In Study 3, the authors evaluated the impact of crowd critique on the design process using another design contest, this time hosted on 99designs.com. After the initial design stage, half of the design participants were given crowd feedback through CrowdCrit, and the other half were given generic, unhelpful feedback. The final designs were evaluated by both the client and a group of crowdworkers meeting a certain design expertise threshold. While the designers appreciated the crowd feedback more than the generic feedback, results showed no significant differences between the quality of the treatment and control groups.

The authors conclude with implications for their work. They feel that crowd feedback may make designers feel as though they are making major revisions when in fact they’re only making minor improvements. Indeed, the nature of CrowdCrit seems to ensure that designers will receive large lists of small changes that do not cause them to make substantive design changes but, if implemented, contribute to busier, less simple designs.

Reflection

CrowdCrit is implemented on top of Amazon Mechanical Turk and, thus, has the benefit of being able to pull feedback from a lot of design novices. This paper makes the case that such feedback, in aggregate, can approximate the feedback of design experts. I am very concerned with the amount of noise introduced in the aggregation approach discussed in Study 1. Yes, with enough crowdworkers, you will eventually have enough people clicking enough critique checkboxes that all of the ones that an expert selected will also be selected by crowdworkers. However, if we assume that the critiques an expert would have made are the most salient, the designer would be unable to separate the salient from the inconsequential. I would hope that the most-selected critiques made by an army of crowdworkers would better approximate those of an actual expert, but the authors do not explore this strategy. I would also explore a weighting system that favors critiques from CrowdCrit’s design-experienced crowdworkers, not just by coloring them more boldly, but also by hiding novice critiques that have low replication.

I am impressed by the effort and technique employed by the authors to distill their seven design principles, which they came to by analyzing important works in design teaching. I think the scaffolding approach to teaching design to crowdworkers was novel, and I appreciated the explanation of the pilot studies they performed to arrive at their strategy. I wonder if those who would use a system like CrowdCrit, the designers themselves, would not benefit from participating as workers in the system. Much like a design classroom, they could benefit from the scaffolded learning and application of design principles, which they may only know in part.

In Study 3, I’m sure the authors were disappointed to find no statistically significant improvement in design outcomes using crowd feedback. However, I think the most important goal of peer and expert critique, at least in the classroom, is not to improve the design, but to improve the designer. With that in mind, it would be interesting to see a longitudinal study evaluating the output of designers who use CrowdCrit over a significant period of time.

Questions

  • Study 1 shows adding more workers produces more data, but also more “false positives”. Authors conjecture that these may not be false positives, but could in fact be critiques that the experts missed.
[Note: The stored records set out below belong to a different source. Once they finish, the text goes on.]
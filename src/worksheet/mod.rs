//! The document tree.
//!
//! Cells live in an arena and refer to each other by [`CellId`]. The
//! top-level logical sequence starts at `first` and follows `next`; the
//! draw order starts at the same cell and follows `draw_next`, skipping
//! folded runs. Inner lists of composite cells are chains of their own and
//! are never part of the top-level sequence.

mod mutation;

pub use mutation::FoldOutcome;

use crate::cell::{self, Cell, CellKind};
use crate::config::Configuration;
use crate::types::CellId;

#[derive(Debug, Clone, Default)]
pub struct Worksheet {
    cells: Vec<Option<Cell>>,
    free: Vec<CellId>,
    first: Option<CellId>,
    /// Append hint; some cell on the top-level chain, usually the tail.
    last: Option<CellId>,
}

/// Iterator over a chain of cells linked by `next` or `draw_next`.
pub struct Chain<'a> {
    ws: &'a Worksheet,
    current: Option<CellId>,
    link: fn(&Cell) -> Option<CellId>,
    /// Guards against cycles in damaged chains.
    remaining: usize,
}

impl Iterator for Chain<'_> {
    type Item = CellId;

    fn next(&mut self) -> Option<CellId> {
        let id = self.current?;
        let cell = self.ws.get(id)?;
        if self.remaining == 0 {
            tracing::warn!(cell = %id, "cell chain longer than the arena, stopping");
            self.current = None;
            return None;
        }
        self.remaining -= 1;
        self.current = (self.link)(cell);
        Some(id)
    }
}

impl Worksheet {
    pub fn new() -> Self {
        Self::default()
    }

    /// True if the top-level sequence is empty.
    pub fn is_empty(&self) -> bool {
        self.first.is_none()
    }

    /// Number of live cells, inner cells included.
    pub fn len(&self) -> usize {
        self.cells.iter().filter(|c| c.is_some()).count()
    }

    pub fn first(&self) -> Option<CellId> {
        self.first
    }

    pub fn get(&self, id: CellId) -> Option<&Cell> {
        self.cells.get(id.index()).and_then(Option::as_ref)
    }

    pub fn get_mut(&mut self, id: CellId) -> Option<&mut Cell> {
        self.cells.get_mut(id.index()).and_then(Option::as_mut)
    }

    pub fn contains(&self, id: CellId) -> bool {
        self.get(id).is_some()
    }

    /// Store a detached cell and return its handle.
    pub fn insert(&mut self, mut cell: Cell) -> CellId {
        cell.next = None;
        cell.previous = None;
        cell.draw_next = None;
        if let Some(id) = self.free.pop() {
            if let Some(slot) = self.cells.get_mut(id.index()) {
                *slot = Some(cell);
                return id;
            }
        }
        let id = CellId(u32::try_from(self.cells.len()).unwrap_or(u32::MAX));
        self.cells.push(Some(cell));
        id
    }

    /// Store `cells` as a detached chain linked by `next` and `draw_next`.
    /// Returns the head, or `None` for an empty list.
    pub fn insert_list(&mut self, cells: Vec<Cell>) -> Option<CellId> {
        let mut head = None;
        let mut tail: Option<CellId> = None;
        for cell in cells {
            let id = self.insert(cell);
            match tail {
                Some(t) => self.link(t, id),
                None => head = Some(id),
            }
            tail = Some(id);
        }
        head
    }

    /// Link `b` after `a` in both orders.
    fn link(&mut self, a: CellId, b: CellId) {
        if let Some(cell) = self.get_mut(a) {
            cell.next = Some(b);
            if cell.draw_next_is_next {
                cell.draw_next = Some(b);
            }
        }
        if let Some(cell) = self.get_mut(b) {
            cell.previous = Some(a);
        }
    }

    /// Last cell of the chain that contains `from`.
    fn chain_tail(&self, from: CellId) -> CellId {
        self.logical_from(from).last().unwrap_or(from)
    }

    /// Append a cell to the end of the top-level sequence.
    pub fn append(&mut self, cell: Cell) -> CellId {
        let id = self.insert(cell);
        self.attach(id);
        id
    }

    /// Attach a detached chain to the end of the top-level sequence.
    pub(crate) fn attach(&mut self, head: CellId) {
        match self.last.or(self.first) {
            None => self.first = Some(head),
            Some(hint) => {
                let tail = self.chain_tail(hint);
                self.link(tail, head);
            }
        }
        self.last = Some(self.chain_tail(head));
    }

    /// Append a detached chain as a new output line.
    ///
    /// A label or prompt folded to the very end of the document has no draw
    /// successor; it gets the new line as one so the line is visible.
    pub fn add_line(&mut self, head: CellId, force_new_line: bool) {
        let draw_tail = self.draw_order().last();
        self.attach(head);
        if let Some(cell) = self.get_mut(head) {
            cell.force_break_line(force_new_line);
        }
        if let Some(tail) = draw_tail {
            if let Some(cell) = self.get_mut(tail) {
                if cell.draw_next.is_none() && cell.next.is_some() {
                    cell.draw_next = Some(head);
                }
            }
        }
        tracing::debug!(head = %head, "added line");
    }

    /// Cells from `from` onwards in logical order.
    pub fn logical_from(&self, from: CellId) -> Chain<'_> {
        Chain {
            ws: self,
            current: Some(from),
            link: Cell::next,
            remaining: self.cells.len(),
        }
    }

    /// The top-level logical sequence.
    pub fn logical(&self) -> Chain<'_> {
        Chain {
            ws: self,
            current: self.first,
            link: Cell::next,
            remaining: self.cells.len(),
        }
    }

    /// Cells from `from` onwards in draw order.
    pub fn draw_from(&self, from: CellId) -> Chain<'_> {
        Chain {
            ws: self,
            current: Some(from),
            link: Cell::draw_next,
            remaining: self.cells.len(),
        }
    }

    /// The top-level draw order.
    pub fn draw_order(&self) -> Chain<'_> {
        Chain {
            ws: self,
            current: self.first,
            link: Cell::draw_next,
            remaining: self.cells.len(),
        }
    }

    /// Replace the text of a text cell; tooltips that depend on the
    /// preceding cell see its current plain text.
    pub fn set_value(&mut self, id: CellId, text: &str, config: &Configuration) {
        let previous = self
            .get(id)
            .and_then(Cell::previous)
            .map(|p| cell::to_string(self, p, config));
        if let Some(cell) = self.get_mut(id) {
            cell.apply_value(text, previous.as_deref());
        }
    }

    /// Give a text cell a user-defined label.
    pub fn set_user_defined_label(&mut self, id: CellId, label: &str) {
        if let Some(cell) = self.get_mut(id) {
            if let CellKind::Text(t) = &mut cell.kind {
                t.set_user_defined_label(label);
            }
            cell.reset_size();
        }
    }

    /// Keep a trailing `(` unescaped when a function name is copied.
    pub fn set_dont_escape_opening_parenthesis(&mut self, id: CellId, on: bool) {
        if let Some(CellKind::Text(t)) = self.get_mut(id).map(|c| &mut c.kind) {
            t.set_dont_escape_opening_parenthesis(on);
        }
    }

    /// Install the differential part of a derivative cell. The old part is
    /// freed; `None` leaves the cell unchanged.
    pub fn set_diff(&mut self, id: CellId, head: Option<CellId>) {
        let Some(head) = head else {
            return;
        };
        let old = self
            .get_mut(id)
            .and_then(Cell::diff_mut)
            .and_then(|d| d.diff.replace(head));
        if let Some(old) = old.filter(|&o| o != head) {
            self.remove_list(old);
        }
        if let Some(cell) = self.get_mut(head) {
            cell.set_suppress_multiplication_dot(true);
        }
        if let Some(cell) = self.get_mut(id) {
            cell.reset_size();
        }
    }

    /// Install the base expression of a derivative cell.
    pub fn set_base(&mut self, id: CellId, head: Option<CellId>) {
        let Some(head) = head else {
            return;
        };
        let old = self
            .get_mut(id)
            .and_then(Cell::diff_mut)
            .and_then(|d| d.base.replace(head));
        if let Some(old) = old.filter(|&o| o != head) {
            self.remove_list(old);
        }
        if let Some(cell) = self.get_mut(id) {
            cell.reset_size();
        }
    }

    /// Free a cell and everything it owns. Links into it are not touched.
    pub fn remove(&mut self, id: CellId) {
        let inner = cell::inner_cells(self, id);
        if let Some(slot) = self.cells.get_mut(id.index()) {
            if slot.take().is_some() {
                self.free.push(id);
            }
        }
        for head in inner {
            self.remove_list(head);
        }
        if self.first == Some(id) {
            self.first = None;
        }
        if self.last == Some(id) {
            self.last = self.first;
        }
    }

    /// Free a whole `next` chain.
    pub fn remove_list(&mut self, head: CellId) {
        let ids: Vec<CellId> = self.logical_from(head).collect();
        for id in ids {
            self.remove(id);
        }
    }

    /// Drop every cell.
    pub fn clear(&mut self) {
        self.cells.clear();
        self.free.clear();
        self.first = None;
        self.last = None;
    }

    /// Deep-copy one cell (inner lists included, logical chain excluded)
    /// into `dst` as a detached cell.
    pub fn copy_cell(&self, id: CellId, dst: &mut Worksheet) -> Option<CellId> {
        let source = self.get(id)?;
        let copy = dst.insert(source.detached_copy());
        if let Some(d) = source.as_diff() {
            let diff = d.diff.and_then(|h| self.copy_list(h, dst));
            let base = d.base.and_then(|h| self.copy_list(h, dst));
            if let Some(target) = dst.get_mut(copy).and_then(Cell::diff_mut) {
                target.diff = diff;
                target.base = base;
            }
        }
        Some(copy)
    }

    /// Deep-copy the `next` chain starting at `head` into `dst`.
    pub fn copy_list(&self, head: CellId, dst: &mut Worksheet) -> Option<CellId> {
        let mut copy_head = None;
        let mut tail: Option<CellId> = None;
        for id in self.logical_from(head) {
            let Some(copy) = self.copy_cell(id, dst) else {
                continue;
            };
            match tail {
                Some(t) => dst.link(t, copy),
                None => copy_head = Some(copy),
            }
            tail = Some(copy);
        }
        copy_head
    }

    /// Copy every visible cell, in draw order, into a new worksheet.
    pub fn copy_tree(&self) -> Worksheet {
        let mut dst = Worksheet::new();
        for id in self.draw_order() {
            if let Some(copy) = self.copy_cell(id, &mut dst) {
                dst.attach(copy);
            }
        }
        dst
    }

    /// Copy the draw-order run from `start` to `end` into a new worksheet.
    pub fn copy_selection(&self, start: CellId, end: CellId) -> Worksheet {
        let mut dst = Worksheet::new();
        for id in self.draw_from(start) {
            if let Some(copy) = self.copy_cell(id, &mut dst) {
                dst.attach(copy);
            }
            if id == end {
                break;
            }
        }
        dst
    }
}

#[cfg(test)]
#[allow(clippy::unwrap_used, clippy::expect_used, clippy::panic)]
mod tests {
    use super::*;
    use crate::types::TextStyle;

    fn texts(ws: &Worksheet, ids: impl Iterator<Item = CellId>) -> Vec<String> {
        ids.map(|id| ws.get(id).unwrap().as_text().unwrap().text().to_string())
            .collect()
    }

    #[test]
    fn test_append_links_both_orders() {
        let mut ws = Worksheet::new();
        let a = ws.append(Cell::text("a", TextStyle::Variable));
        let b = ws.append(Cell::text("b", TextStyle::Variable));
        assert_eq!(ws.first(), Some(a));
        assert_eq!(ws.get(a).unwrap().next(), Some(b));
        assert_eq!(ws.get(a).unwrap().draw_next(), Some(b));
        assert_eq!(ws.get(b).unwrap().previous(), Some(a));
        assert_eq!(texts(&ws, ws.draw_order()), vec!["a", "b"]);
    }

    #[test]
    fn test_remove_reuses_slot() {
        let mut ws = Worksheet::new();
        let id = ws.insert(Cell::text("x", TextStyle::Variable));
        ws.remove(id);
        assert!(!ws.contains(id));
        let again = ws.insert(Cell::text("y", TextStyle::Variable));
        assert_eq!(again, id);
    }

    #[test]
    fn test_remove_frees_inner_lists() {
        let mut ws = Worksheet::new();
        let d = ws.append(Cell::diff());
        let diff = ws.insert_list(vec![Cell::text("d", TextStyle::SpecialConstant)]);
        ws.set_diff(d, diff);
        assert_eq!(ws.len(), 2);
        ws.remove(d);
        assert_eq!(ws.len(), 0);
    }

    #[test]
    fn test_add_line_forces_break() {
        let mut ws = Worksheet::new();
        ws.append(Cell::text("a", TextStyle::Variable));
        let head = ws
            .insert_list(vec![
                Cell::text("b", TextStyle::Variable),
                Cell::text("c", TextStyle::Variable),
            ])
            .unwrap();
        ws.add_line(head, true);
        assert!(ws.get(head).unwrap().forced_break());
        assert_eq!(texts(&ws, ws.logical()), vec!["a", "b", "c"]);
    }

    #[test]
    fn test_add_line_after_label_folded_to_end() {
        let mut ws = Worksheet::new();
        let label = ws.append(Cell::text("(%o1)", TextStyle::Label));
        ws.append(Cell::text("x", TextStyle::Variable));
        assert_eq!(ws.toggle_fold(label), FoldOutcome::Folded);
        assert_eq!(ws.get(label).unwrap().draw_next(), None);

        let head = ws
            .insert_list(vec![Cell::text("(%i2)", TextStyle::MainPrompt)])
            .unwrap();
        ws.add_line(head, true);
        assert_eq!(ws.get(label).unwrap().draw_next(), Some(head));
    }

    #[test]
    fn test_copy_selection_is_detached() {
        let mut ws = Worksheet::new();
        let a = ws.append(Cell::text("a", TextStyle::Variable));
        ws.append(Cell::text("b", TextStyle::Variable));
        let c = ws.append(Cell::text("c", TextStyle::Variable));
        ws.append(Cell::text("d", TextStyle::Variable));
        let copy = ws.copy_selection(a, c);
        assert_eq!(texts(&copy, copy.logical()), vec!["a", "b", "c"]);
        assert_eq!(ws.len(), 4);
    }

    #[test]
    fn test_copy_tree_skips_folded_cells() {
        let mut ws = Worksheet::new();
        let label = ws.append(Cell::text("(%o1)", TextStyle::Label));
        ws.append(Cell::text("x", TextStyle::Variable));
        ws.append(Cell::text("(%i2)", TextStyle::MainPrompt));
        ws.toggle_fold(label);
        let copy = ws.copy_tree();
        assert_eq!(texts(&copy, copy.logical()), vec!["(%o1)", "(%i2)"]);
    }

    #[test]
    fn test_set_value_uses_previous_for_tooltip() {
        let config = Configuration::default();
        let mut ws = Worksheet::new();
        ws.append(Cell::text("at", TextStyle::Function));
        let msg = ws.append(Cell::text("", TextStyle::Error));
        ws.set_value(msg, ": improper argument: x", &config);
        assert!(ws.get(msg).unwrap().tool_tip().unwrap().contains("at()"));
    }
}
Are the authors correct, or is this just more noise? Is the designer impaired by so many extra critiques?
  • CrowdCrit is designed to work with any kind of crowd, not just the Mechanical Turk community. Based on other papers we’ve read, how could we restructure CrowdCrit to fit within a community of practice like graphic design?
  • Study 3 seems to show that for a single design, critique does not improve a design so much as simple iteration. Is feedback actually an important part of the design process? If so, how do we know? If we accept that feedback is an important part of the design process, how might we design a study that evaluates CrowdCrit’s contribution?
  • The results of Study 2 show a lot of positive feedback from designers for CrowdCrit’s features and interface. Implied in the designers’ comments is their enthusiasm for mediated engagement with clients and users (crowdworker stand-ins in this case) over their designs. What are CrowdCrit’s most important contributions in this regard?

Something Cool

Moneyball, but for Mario—the data behind Super Mario Maker popularity

Read More

A Comparison of Social, Learning, and Financial Strategies on Crowd Engagement and Output Quality

L. Yu, P. André, A. Kittur, and R. Kraut, “A Comparison of Social, Learning, and Financial Strategies on Crowd Engagement and Output Quality,” in Proceedings of the 17th ACM Conference on Computer Supported Cooperative Work & Social Computing, New York, NY, USA, 2014, pp. 967–978.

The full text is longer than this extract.